Ireland will have to pay out up to €26 billion to offset pollution without drastic improvements, that’s the warning from the Fiscal Council and Climate Change Advisory Council.

Under EU law, Ireland is legally obliged to cut greenhouse gas emissions.

The Fiscal Council and Climate Change Advisory Council’s report estimates that Ireland will miss four sets of major targets.

The Effort Sharing Regulation (ESR) sets binding national climate targets for the emissions of road transport, buildings, agriculture, waste and small industries.

About two thirds of EU member states are either compliant or close to compliant with their targets, but Ireland, along with Poland, France, Germany and Italy, is way off.

At its current rate, the European Commission estimates that Ireland will miss its target by the equivalent of 50 tonnes of CO2 by 2030.

Under the Renewable Energy Directive, all EU member states must source 45 percent of energy from renewables by 2030. Again, Ireland is in the bottom third of member states who all look set to miss that target.

Land-Use Change and Forestry (LULUCF) Regulation sets binding national limits on emissions from farms, forests and wetland. “Ireland is projected to miss its LULUCF targets”, says the report.

Emissions by 2030 could be as high as double the allowed value.

The Energy Efficiency Directive sets targets on, as the name suggests, improving energy efficiency.

“Ireland is projected to miss its energy efficiency targets”, says the report. Maybe by as much as one-fifth.

Missing the targets for land use, renewable and effort sharing comes at a price.

The Fiscal Council and Climate Change Advisory Council has calculated that to offset the pollution could cost up to €26.4 billion.

It is a vast cost for the state to cover.

A more optimistic calculation – if Ireland gets closer to meeting to some of the targets – puts the total at €8 billion, the equivalent to the state’s entire budget for housing.

More damaging still, is the impact of continuing to pollute on the environment and on climate change.

“Ireland must act now to avoid risking massive costs from missing its climate targets”, concludes the Fiscal Council and Climate Change Advisory Council.

“While we have made some progress in reducing emissions, our pace of change is not enough to meet our national and EU climate targets.

The Government must take clear and decisive action now to transition to a climate neutral economy”, said Marie Donnelly, Chair of the Climate Change Advisory Council.

The report adds that if the government follows through with environmental measures, “costs could be reduced but not eliminated”.
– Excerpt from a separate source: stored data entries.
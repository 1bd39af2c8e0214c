use std::collections::BTreeMap;
use std::path::Path;
use std::sync::Arc;

use arrow::array::{
    new_null_array, Array, ArrayRef, BooleanArray, Float32Array, Float64Array, Int32Array,
    Int64Array, LargeStringArray, StringArray,
};
use arrow::compute::cast;
use arrow::datatypes::DataType;
use log::{debug, info, warn};
use parquet::arrow::arrow_reader::ParquetRecordBatchReaderBuilder;
use serde_json::Value as JsonValue;

use super::clean::{clean, COL_REVIEWS, COL_SECURITY, REQUIRED_COLUMNS};
use super::enrich::enrich;
use super::model::{CanonicalDataset, RawRecord, RawTable, RawValue};
use crate::config::PipelineConfig;
use crate::error::DataSourceError;

// ---------------------------------------------------------------------------
// Public entry-points
// ---------------------------------------------------------------------------

/// Read a listings file into raw rows. Dispatch by extension.
///
/// Supported formats:
/// * `.csv`     – header row, one listing per line
/// * `.json`    – `[{ "name": ..., "price": "$1,200", ... }, ...]`
/// * `.parquet` – flat columns of strings / numbers
pub fn read_table(path: &Path) -> Result<RawTable, DataSourceError> {
    if !path.exists() {
        return Err(DataSourceError::NotFound {
            path: path.to_path_buf(),
        });
    }

    let ext = path
        .extension()
        .and_then(|e| e.to_str())
        .unwrap_or("")
        .to_ascii_lowercase();

    let table = match ext.as_str() {
        "csv" => load_csv(path)?,
        "json" => load_json(path)?,
        "parquet" | "pq" => load_parquet(path)?,
        other => return Err(DataSourceError::UnsupportedFormat(other.to_string())),
    };

    info!(
        "read {} rows x {} columns from {}",
        table.len(),
        table.columns.len(),
        path.display()
    );
    Ok(table)
}

/// Fail with [`DataSourceError::MissingColumn`] unless every required
/// column is present.
pub fn require_columns(table: &RawTable) -> Result<(), DataSourceError> {
    match REQUIRED_COLUMNS.iter().find(|c| !table.has_column(c)) {
        Some(missing) => Err(DataSourceError::MissingColumn(*missing)),
        None => Ok(()),
    }
}

/// Clean and enrich a raw table into the canonical dataset.
pub fn build_dataset(
    table: &RawTable,
    config: &PipelineConfig,
) -> Result<CanonicalDataset, DataSourceError> {
    require_columns(table)?;
    let cleaned = clean(table, config.outlier_quantile);
    let listings = enrich(cleaned.rows, &config.landmark);
    Ok(CanonicalDataset::from_listings(
        listings,
        cleaned.has_review_counts,
        cleaned.has_security_index,
        config.landmark,
        cleaned.report,
    ))
}

/// Read, clean and enrich in one call, without caching.
pub fn load_dataset(
    path: &Path,
    config: &PipelineConfig,
) -> Result<CanonicalDataset, DataSourceError> {
    let table = read_table(path)?;
    build_dataset(&table, config)
}

// ---------------------------------------------------------------------------
// CSV loader
// ---------------------------------------------------------------------------

/// Every column is kept; cell types are guessed per value so a currency
/// string such as `"$1,200"` stays text and is repaired during cleaning.
fn load_csv(path: &Path) -> Result<RawTable, DataSourceError> {
    let mut reader = csv::Reader::from_path(path)?;
    let columns: Vec<String> = reader
        .headers()?
        .iter()
        .map(|h| h.trim().to_string())
        .collect();

    let mut rows = Vec::new();
    for result in reader.records() {
        let record = result?;
        let row: RawRecord = columns
            .iter()
            .zip(record.iter())
            .map(|(col, value)| (col.clone(), guess_value_type(value)))
            .collect();
        rows.push(row);
    }

    Ok(RawTable { columns, rows })
}

/// Cell texts read as missing, the same set `pandas.read_csv` uses.
const NA_TOKENS: [&str; 18] = [
    "#N/A", "#N/A N/A", "#NA", "-1.#IND", "-1.#QNAN", "-NaN", "-nan", "1.#IND", "1.#QNAN",
    "<NA>", "N/A", "NA", "NULL", "NaN", "None", "n/a", "nan", "null",
];

fn guess_value_type(s: &str) -> RawValue {
    let s = s.trim();
    if s.is_empty() || NA_TOKENS.contains(&s) {
        return RawValue::Null;
    }
    if let Ok(i) = s.parse::<i64>() {
        return RawValue::Integer(i);
    }
    if let Ok(f) = s.parse::<f64>() {
        return RawValue::Float(f);
    }
    if s == "true" || s == "false" {
        return RawValue::Bool(s == "true");
    }
    RawValue::String(s.to_string())
}

// ---------------------------------------------------------------------------
// JSON loader
// ---------------------------------------------------------------------------

/// Records-oriented JSON (`df.to_json(orient='records')`). Columns are the
/// union of keys over all records.
fn load_json(path: &Path) -> Result<RawTable, DataSourceError> {
    let text = std::fs::read_to_string(path).map_err(|source| DataSourceError::Io {
        path: path.to_path_buf(),
        source,
    })?;
    let root: JsonValue = serde_json::from_str(&text)?;

    let records = root
        .as_array()
        .ok_or_else(|| DataSourceError::Malformed("expected top-level JSON array".into()))?;

    let mut columns: Vec<String> = Vec::new();
    let mut rows = Vec::with_capacity(records.len());

    for (i, rec) in records.iter().enumerate() {
        let obj = rec
            .as_object()
            .ok_or_else(|| DataSourceError::Malformed(format!("row {i} is not a JSON object")))?;

        let mut row = BTreeMap::new();
        for (key, val) in obj {
            if !columns.contains(key) {
                columns.push(key.clone());
            }
            row.insert(key.clone(), json_to_value(val));
        }
        rows.push(row);
    }

    Ok(RawTable { columns, rows })
}

fn json_to_value(val: &JsonValue) -> RawValue {
    match val {
        JsonValue::String(s) => RawValue::String(s.clone()),
        JsonValue::Number(n) => {
            if let Some(i) = n.as_i64() {
                RawValue::Integer(i)
            } else if let Some(f) = n.as_f64() {
                RawValue::Float(f)
            } else {
                RawValue::String(n.to_string())
            }
        }
        JsonValue::Bool(b) => RawValue::Bool(*b),
        JsonValue::Null => RawValue::Null,
        other => RawValue::String(other.to_string()),
    }
}

// ---------------------------------------------------------------------------
// Parquet loader
// ---------------------------------------------------------------------------

/// Columns the cleaner reads; a type that cannot be converted is an error.
const LISTING_COLUMNS: [&str; 8] = [
    REQUIRED_COLUMNS[0],
    REQUIRED_COLUMNS[1],
    REQUIRED_COLUMNS[2],
    REQUIRED_COLUMNS[3],
    REQUIRED_COLUMNS[4],
    REQUIRED_COLUMNS[5],
    COL_REVIEWS,
    COL_SECURITY,
];

/// Load a flat Parquet file, as written by `df.to_parquet()` in Pandas or
/// `df.write_parquet()` in Polars.
fn load_parquet(path: &Path) -> Result<RawTable, DataSourceError> {
    let file = std::fs::File::open(path).map_err(|source| DataSourceError::Io {
        path: path.to_path_buf(),
        source,
    })?;
    let builder = ParquetRecordBatchReaderBuilder::try_new(file)?;
    let columns: Vec<String> = builder
        .schema()
        .fields()
        .iter()
        .map(|f| f.name().clone())
        .collect();
    let reader = builder.build()?;

    let mut rows = Vec::new();

    for batch_result in reader {
        let batch = batch_result?;
        let schema = batch.schema();
        let batch_columns = schema
            .fields()
            .iter()
            .zip(batch.columns())
            .map(|(field, col)| normalize_column(field.name(), col))
            .collect::<Result<Vec<_>, _>>()?;

        for row in 0..batch.num_rows() {
            let record: RawRecord = schema
                .fields()
                .iter()
                .zip(&batch_columns)
                .map(|(field, col)| (field.name().clone(), extract_value(col, row)))
                .collect();
            rows.push(record);
        }
    }

    Ok(RawTable { columns, rows })
}

/// Cast a column to one of the types [`extract_value`] reads.
///
/// Dictionary-encoded strings (Pandas categoricals), narrow or unsigned
/// integers, decimals and string views are converted. A listing column that
/// cannot be cast is a [`DataSourceError::Malformed`]; any other column is
/// read as nulls.
fn normalize_column(name: &str, col: &ArrayRef) -> Result<ArrayRef, DataSourceError> {
    let target = match col.data_type() {
        DataType::Utf8
        | DataType::LargeUtf8
        | DataType::Int32
        | DataType::Int64
        | DataType::Float32
        | DataType::Float64
        | DataType::Boolean
        | DataType::Null => return Ok(Arc::clone(col)),
        DataType::Dictionary(_, values) => values.as_ref().clone(),
        DataType::Int8
        | DataType::Int16
        | DataType::UInt8
        | DataType::UInt16
        | DataType::UInt32
        | DataType::UInt64 => DataType::Int64,
        DataType::Float16 | DataType::Decimal128(..) | DataType::Decimal256(..) => {
            DataType::Float64
        }
        _ => DataType::Utf8,
    };

    debug!(
        "casting parquet column '{name}' from {} to {target}",
        col.data_type()
    );
    match cast(col, &target) {
        // Dictionary values may themselves need a second cast.
        Ok(converted) => normalize_column(name, &converted),
        Err(e) if LISTING_COLUMNS.contains(&name) => Err(DataSourceError::Malformed(format!(
            "column '{name}' of type {} cannot be read: {e}",
            col.data_type()
        ))),
        Err(e) => {
            warn!("ignoring parquet column '{name}': {e}");
            Ok(new_null_array(&DataType::Null, col.len()))
        }
    }
}

/// Extract a single cell from an Arrow column at a given row.
fn extract_value(col: &ArrayRef, row: usize) -> RawValue {
    if col.is_null(row) {
        return RawValue::Null;
    }
    let any = col.as_any();
    match col.data_type() {
        DataType::Utf8 => any
            .downcast_ref::<StringArray>()
            .map(|a| RawValue::String(a.value(row).to_string())),
        DataType::LargeUtf8 => any
            .downcast_ref::<LargeStringArray>()
            .map(|a| RawValue::String(a.value(row).to_string())),
        DataType::Int32 => any
            .downcast_ref::<Int32Array>()
            .map(|a| RawValue::Integer(i64::from(a.value(row)))),
        DataType::Int64 => any
            .downcast_ref::<Int64Array>()
            .map(|a| RawValue::Integer(a.value(row))),
        DataType::Float32 => any
            .downcast_ref::<Float32Array>()
            .map(|a| RawValue::Float(f64::from(a.value(row)))),
        DataType::Float64 => any
            .downcast_ref::<Float64Array>()
            .map(|a| RawValue::Float(a.value(row))),
        DataType::Boolean => any
            .downcast_ref::<BooleanArray>()
            .map(|a| RawValue::Bool(a.value(row))),
        _ => None,
    }
    .unwrap_or(RawValue::Null)
}

#[cfg(test)]
mod tests {
    use super::*;
    use crate::data::clean::{PriceFormat, COL_PRICE};

    #[test]
    fn guesses_cell_types() {
        assert_eq!(guess_value_type(""), RawValue::Null);
        for na in ["NA", "N/A", "null", "NaN", " nan "] {
            assert_eq!(guess_value_type(na), RawValue::Null, "{na}");
        }
        assert_eq!(guess_value_type("42"), RawValue::Integer(42));
        assert_eq!(guess_value_type("19.43"), RawValue::Float(19.43));
        assert_eq!(guess_value_type("true"), RawValue::Bool(true));
        assert_eq!(
            guess_value_type("$1,200"),
            RawValue::String("$1,200".into())
        );
    }

    #[test]
    fn missing_required_column_is_reported() {
        let table = RawTable {
            columns: vec!["name".into(), "neighbourhood".into(), "room_type".into()],
            rows: Vec::new(),
        };
        match require_columns(&table) {
            Err(DataSourceError::MissingColumn(col)) => assert_eq!(col, "latitude"),
            other => panic!("unexpected: {other:?}"),
        }
    }

    #[test]
    fn csv_with_quoted_currency() {
        let dir = tempfile::tempdir().unwrap();
        let path = dir.path().join("listings.csv");
        std::fs::write(
            &path,
            "name,neighbourhood,room_type,latitude,longitude,price,number_of_reviews\n\
             Loft,Cuauhtémoc,Entire home/apt,19.43,-99.15,\"$1,200\",3\n\
             Room,Coyoacán,Private room,19.35,-99.16,450,\n",
        )
        .unwrap();

        let table = read_table(&path).unwrap();
        assert_eq!(table.len(), 2);
        assert_eq!(
            RawTable::cell(&table.rows[0], COL_PRICE),
            &RawValue::String("$1,200".into())
        );
        assert!(RawTable::cell(&table.rows[1], "number_of_reviews").is_null());
    }

    #[test]
    fn na_tokens_count_as_missing_prices() {
        let dir = tempfile::tempdir().unwrap();
        let path = dir.path().join("listings.csv");
        let mut text =
            String::from("name,neighbourhood,room_type,latitude,longitude,price,number_of_reviews\n");
        for i in 0..10 {
            text.push_str(&format!("flat {i},Roma,Private room,19.41,-99.16,{},NA\n", 400 + i));
        }
        text.push_str("gap,Roma,Private room,19.41,-99.16,N/A,2\n");
        text.push_str("blank,Roma,Private room,19.41,-99.16,null,2\n");
        std::fs::write(&path, text).unwrap();

        let table = read_table(&path).unwrap();
        let ds = build_dataset(&table, &PipelineConfig::default()).unwrap();
        let report = ds.report();
        assert_eq!(report.price_format, PriceFormat::Numeric);
        assert_eq!(report.missing_prices, 2);
        assert_eq!(report.unparsable_prices, 0);
        assert_eq!(ds.listings()[0].number_of_reviews, 0);
    }

    #[test]
    fn json_requires_array_of_objects() {
        let dir = tempfile::tempdir().unwrap();
        let path = dir.path().join("listings.json");
        std::fs::write(&path, r#"{"name": "not an array"}"#).unwrap();
        assert!(matches!(
            read_table(&path),
            Err(DataSourceError::Malformed(_))
        ));

        std::fs::write(&path, r#"[{"name": "a", "price": 10}, 5]"#).unwrap();
        assert!(matches!(
            read_table(&path),
            Err(DataSourceError::Malformed(_))
        ));
    }

    #[test]
    fn unknown_extension_and_missing_file() {
        let dir = tempfile::tempdir().unwrap();
        let path = dir.path().join("listings.xlsx");
        std::fs::write(&path, "whatever").unwrap();
        assert!(matches!(
            read_table(&path),
            Err(DataSourceError::UnsupportedFormat(ext)) if ext == "xlsx"
        ));
        assert!(matches!(
            read_table(&dir.path().join("nope.csv")),
            Err(DataSourceError::NotFound { .. })
        ));
    }
}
It estimates that, in the best case, the government will still need to fork out between €3.4 billion and €11.9 billion in offsetting costs.

“Ireland is an outlier in terms of the size of costs it faces”, the report warns. Although there are other countries also falling short of their targets, Ireland’s small size and drastic failings make it an extreme case.

The impact will follow through onto the Irish economy which could be knocked back by 0.9 percent of GNI (Gross National Income), the councils warn.

The Fiscal Council and Climate Change Advisory Council say the government could significantly reduce that impact by pumping more money into environmental schemes now.

But the amount that needs to be spent is also large.

The report suggests spending €7 billion on upgrading Ireland’s electricity grid, an extra €4 billion on encouraging the uptake of electric cars, and €1 billion on forestry and rewetting peatlands.

Doing so would, the report says, drastically cut Ireland’s pollution levels.